69. This violation caused harm to Byung Oh.
* * *
70. These violations do not necessarily exhaust the failures by WAMC and WHS. Plaintiffs reserve their right to identify other instances of ordinary negligence by WAMC and WHS.
71. Ordinary negligence by WAMC and WHS caused harm to Byung Oh and contributed substantially to his untimely death.
72. WAMC and WHS are therefore liable to Byung Oh’s estate for the harm suffered before his death. WAMC and WHS are also liable for Byung Oh’s wrongful death.
Damages
73. Plaintiff incorporates by reference, as if fully set forth herein, all preceding paragraphs of this Complaint.
74. As a direct and proximate result of the Defendants’ conduct, Plaintiff is entitled to recover from Defendants reasonable compensatory damages in an amount exceeding $10,000.00 to be determined by a fair and impartial jury for all damages Plaintiff suffered, including physical, emotional, and economic injuries.
75. WHEREFORE, Plaintiff demands a trial by jury and judgment against the Defendants as follows:
a. Compensatory damages in an amount exceeding $10,000.00 to be determined by a fair and impartial jury;
b. All costs of this action; and
c. Such other and further relief as the Court deems just and proper.
September 13, 2021
Respectfully submitted,
/s/ Lloyd N. Bell
Georgia Bar No. 048800
Daniel E. Holloway
Georgia Bar No. 658026
BELL LAW FIRM
1201 Peachtree St. N.E., Suite 2000
Atlanta, GA 30361
(404) 249-6767 (tel)
bell@BellLawFirm.com
dan@BellLawFirm.com
Attorneys for Plaintiff
In the State Court of Fulton County
State of Georgia
MYUNG JA OH Individually, and
SUSAN OH, as Administrator of the Estate of BYUNG (BEN) OH, deceased,
Plaintiff,
— versus —
WELLSTAR ATLANTA MEDICAL CENTER, INC.
WELLSTAR HEALTH SYSTEM, INC.
ADEFISAYO M. ODUWOLE, MD
MOREHOUSE HEALTHCARE, INC.
BARRY JEFFRIES, MD
DIAGNOSTIC IMAGING SPECIALISTS, P.A.
AMY D. WYRZYKOWSKI, MD
WELLSTAR MEDICAL GROUP, LLC
KHALID IQBAL, MD
ATLANTA SOUTH NEPHROLOGY PC
THOMAS W. SCHOBORG, MD
ATLANTA UROLOGICAL GROUP, P.C.
JOHN P. OUDERKIRK, MD
AIDS HEALTHCARE FOUNDATION (INC)
JOHN/JANE DOE 1-10,
Defendants
CIVIL ACTION
FILE NO. 20-EV-002508
Hon. Myra Dixon
Certificate of Service
Plaintiff’s counsel has served PLAINTIFF’S FOURTH AMENDED COMPLAINT FOR DAMAGES on all counsel of record, by filing the document through the Court’s electronic-filing platform.
September 13, 2021
/s/ Lloyd N. Bell
Georgia Bar No. 048800
[1] A claim of negligence against hospital managers is not a claim of professional negligence against a licensed professional (or based on negligence by a licensed professional).
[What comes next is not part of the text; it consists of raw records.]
pub mod embeds;
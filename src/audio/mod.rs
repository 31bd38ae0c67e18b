pub mod player;
pub mod queue;
pub mod registry;

pub use player::{Player, QueueSnapshot};
pub use queue::{GuildQueue, LoopMode, SkipVerdict, Track};
pub use registry::QueueRegistry;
Therefore such a claim is not subject to OCGA 9-11-9.1 or 24-7-702(c). Rather, such a claim is for ordinary negligence subject to ordinary notice pleading.
OCGA 9-11-9.1 governs claims for professional negligence:
(i) against “A professional licensed by the State of Georgia and listed in subsection (g) of this Code section,”
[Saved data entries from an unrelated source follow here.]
impl AudioCacheManager {
    /// Abre el índice y ejecuta la reconciliación de arranque antes de
    /// aceptar cualquier otra operación.
    pub async fn new(config: &Config, fetcher: Arc<dyn AudioFetcher>) -> Result<Self> {
        let store = CacheStore::open(&config.cache_dir).await?;

        let manager = Self {
            cache_dir: config.cache_dir.clone(),
            max_size_bytes: config.cache_limit_bytes(),
            max_cache_duration: config.max_cache_duration,
            download_timeout: Duration::from_secs(config.download_timeout),
            fetcher,
            store: Mutex::new(store),
            key_locks: DashMap::new(),
            hits: AtomicU64::new(0),
            misses: AtomicU64::new(0),
        };

        manager.reconcile_on_startup().await?;

        Ok(manager)
    }

    /// Deriva la clave de caché para una URL: el ID de video si la URL es
    /// de una plataforma conocida, o un hash truncado en caso contrario.
    /// Determinista: la misma URL siempre produce la misma clave.
    pub fn derive_key(url: &str) -> String {
        if let Ok(re) = Regex::new(YOUTUBE_ID_PATTERN) {
            if let Some(caps) = re.captures(url) {
                return caps[1].to_string();
            }
        }
        let digest = Sha256::digest(url.as_bytes());
        hex::encode(digest)[..16].to_string()
    }

    /// Consulta el caché. Un registro cuyo archivo desapareció se purga y
    /// se reporta como ausencia (auto-reparación).
    pub async fn lookup(&self, key: &str) -> Option<PathBuf> {
        let mut store = self.store.lock().await;
        self.lookup_locked(&mut store, key).await
    }

    async fn lookup_locked(&self, store: &mut CacheStore, key: &str) -> Option<PathBuf> {
        if let Some(entry) = store.get(key) {
            let path = entry.file_path.clone();
            if tokio::fs::try_exists(&path).await.unwrap_or(false) {
                store.touch(key);
                if let Err(e) = store.persist().await {
                    warn!("⚠️ No se pudo persistir el índice tras un hit: {}", e);
                }
                self.hits.fetch_add(1, Ordering::Relaxed);
                debug!("Cache hit: {} -> {}", key, path.display());
                return Some(path);
            }

            // El archivo desapareció bajo nuestros pies: purgar el registro
            store.remove(key);
            if let Err(e) = store.persist().await {
                warn!("⚠️ No se pudo persistir el índice tras purgar {}: {}", key, e);
            }
            warn!("🩹 Registro sin archivo purgado: {}", key);
        }

        self.misses.fetch_add(1, Ordering::Relaxed);
        None
    }

    /// Descarga y cachea el audio de `url` bajo `key`, o devuelve la copia
    /// que otro llamador acaba de terminar. Rehúsa streams en vivo, pistas
    /// de duración desconocida y pistas más largas que el máximo cacheable.
    pub async fn fetch_or_cache(
        &self,
        key: &str,
        url: &str,
        duration_secs: u64,
        is_live: bool,
    ) -> Option<PathBuf> {
        if is_live || duration_secs == 0 || duration_secs > self.max_cache_duration {
            debug!(
                "⏭️ No cacheable: {} (live={}, duración={}s)",
                key, is_live, duration_secs
            );
            return None;
        }

        let lock = self.key_lock(key);
        let _guard = lock.lock().await;

        // Otro llamador pudo terminar la descarga mientras esperábamos
        {
            let mut store = self.store.lock().await;
            if let Some(path) = self.lookup_locked(&mut store, key).await {
                return Some(path);
            }
        }

        match self.download_locked(key, url, duration_secs).await {
            Ok(path) => Some(path),
            Err(e) => {
                warn!("⚠️ Descarga fallida para {}: {}", key, e);
                None
            }
        }
    }

    /// Resuelve audio para el orquestador de reproducción: primero el
    /// caché, después descarga; si nada aplica, streaming remoto.
    pub async fn resolve_audio(
        &self,
        url: &str,
        duration_secs: u64,
        is_live: bool,
    ) -> ResolvedAudio {
        let key = Self::derive_key(url);

        if let Some(path) = self.lookup(&key).await {
            return ResolvedAudio::Local(path);
        }

        match self.fetch_or_cache(&key, url, duration_secs, is_live).await {
            Some(path) => ResolvedAudio::Local(path),
            None => ResolvedAudio::Remote,
        }
    }

    pub async fn stats(&self) -> CacheStats {
        let store = self.store.lock().await;
        CacheStats {
            count: store.len(),
            total_size_bytes: store.total_size(),
            max_size_bytes: self.max_size_bytes,
            hits: self.hits.load(Ordering::Relaxed),
            misses: self.misses.load(Ordering::Relaxed),
        }
    }

    /// Borra todos los archivos y registros y reinicia los contadores.
    pub async fn clear_all(&self) -> Result<()> {
        let mut store = self.store.lock().await;

        let paths: Vec<PathBuf> = store.entries().map(|e| e.file_path.clone()).collect();
        for path in paths {
            match tokio::fs::remove_file(&path).await {
                Ok(()) => {}
                Err(e) if e.kind() == std::io::ErrorKind::NotFound => {}
                Err(e) => warn!("⚠️ No se pudo borrar {}: {}", path.display(), e),
            }
        }

        store.clear();
        store.persist().await?;

        self.hits.store(0, Ordering::Relaxed);
        self.misses.store(0, Ordering::Relaxed);

        info!("🧹 Caché vaciado por completo");
        Ok(())
    }

    fn key_lock(&self, key: &str) -> Arc<Mutex<()>> {
        self.key_locks
            .entry(key.to_string())
            .or_insert_with(|| Arc::new(Mutex::new(())))
            .clone()
    }

    /// Cuerpo de la descarga; se ejecuta con el candado de la clave tomado.
    async fn download_locked(
        &self,
        key: &str,
        url: &str,
        duration_secs: u64,
    ) -> Result<PathBuf, DownloadError> {
        // Liberar espacio ANTES de descargar, para que una descarga nunca
        // termine contra un índice ya pasado de presupuesto
        let assumed_duration = if duration_secs == 0 { 300 } else { duration_secs };
        self.ensure_headroom(assumed_duration * ESTIMATED_BYTES_PER_SEC).await;

        let template = self.cache_dir.join(format!("{key}.%(ext)s"));
        let downloaded = match timeout(self.download_timeout, self.fetcher.download(url, &template))
            .await
        {
            Ok(Ok(downloaded)) => downloaded,
            Ok(Err(e)) => return Err(DownloadError::Failed(e)),
            Err(_) => return Err(DownloadError::TimedOut(self.download_timeout.as_secs())),
        };

        let now = Utc::now();
        let entry = CacheEntry {
            key: key.to_string(),
            file_path: downloaded.path.clone(),
            size_bytes: downloaded.size_bytes,
            last_accessed: now,
            created_at: now,
        };

        {
            let mut store = self.store.lock().await;
            store.insert(entry);
            if let Err(e) = store.persist().await {
                warn!("⚠️ No se pudo persistir el índice tras cachear {}: {}", key, e);
            }
        }

        info!(
            "💾 Cacheado {} ({:.1} MB) -> {}",
            key,
            downloaded.size_bytes as f64 / (1024.0 * 1024.0),
            downloaded.path.display()
        );

        Ok(downloaded.path)
    }

    /// Expulsa entradas en orden LRU estricto hasta que `needed_bytes`
    /// quepan en el presupuesto o no quede nada que expulsar.
    async fn ensure_headroom(&self, needed_bytes: u64) {
        let mut store = self.store.lock().await;
        let mut removed_any = false;

        while store.total_size() + needed_bytes > self.max_size_bytes {
            let Some(victim) = store.lru_candidate().cloned() else {
                // Índice vacío y aun así no cabe: se permite una inserción
                // sobre presupuesto, el exceso se corrige en el siguiente ciclo
                warn!(
                    "⚠️ Entrada de {} bytes excede el presupuesto de {} bytes incluso con el caché vacío",
                    needed_bytes, self.max_size_bytes
                );
                break;
            };

            match tokio::fs::remove_file(&victim.file_path).await {
                Ok(()) => {}
                Err(e) if e.kind() == std::io::ErrorKind::NotFound => {}
                Err(e) => warn!(
                    "⚠️ No se pudo borrar {} durante la expulsión: {}",
                    victim.file_path.display(),
                    e
                ),
            }

            store.remove(&victim.key);
            removed_any = true;
            info!(
                "🗑️ Expulsado {} ({:.1} MB) para liberar espacio",
                victim.key,
                victim.size_bytes as f64 / (1024.0 * 1024.0)
            );
        }

        if removed_any {
            if let Err(e) = store.persist().await {
                warn!("⚠️ No se pudo persistir el índice tras expulsar: {}", e);
            }
        }
    }

    /// Reconciliación de arranque: purga registros cuyo archivo no existe
    /// y borra archivos sin registro (restos de una descarga interrumpida).
    async fn reconcile_on_startup(&self) -> Result<()> {
        let mut store = self.store.lock().await;

        let mut stale = Vec::new();
        for entry in store.entries() {
            if !tokio::fs::try_exists(&entry.file_path).await.unwrap_or(false) {
                stale.push(entry.key.clone());
            }
        }
        for key in &stale {
            store.remove(key);
        }

        let recorded: HashSet<PathBuf> = store.entries().map(|e| e.file_path.clone()).collect();
        let mut orphans = 0usize;
        let mut dir = tokio::fs::read_dir(&self.cache_dir).await?;
        while let Some(item) = dir.next_entry().await? {
            let path = item.path();
            if store.is_index_file(&path) {
                continue;
            }
            if item.file_type().await?.is_dir() {
                continue;
            }
            if !recorded.contains(&path) && tokio::fs::remove_file(&path).await.is_ok() {
                orphans += 1;
            }
        }

        if !stale.is_empty() {
            store.persist().await?;
        }

        info!(
            "🔄 Reconciliación de caché: {} registros obsoletos, {} archivos huérfanos",
            stale.len(),
            orphans
        );
        Ok(())
    }
}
(ii) against a business entity “based upon the action or inaction of a professional licensed by the State of Georgia and listed in subsection (g) of this Code section,” and
(iii) against a health care facility “based upon the action or inaction of a health care professional licensed by the State of Georgia and listed in subsection (g) of this Code section.”
Hospital directors or trustees, hospital management, and hospital administrators are not required to be licensed and are not listed in OCGA 9-11-9.1(g).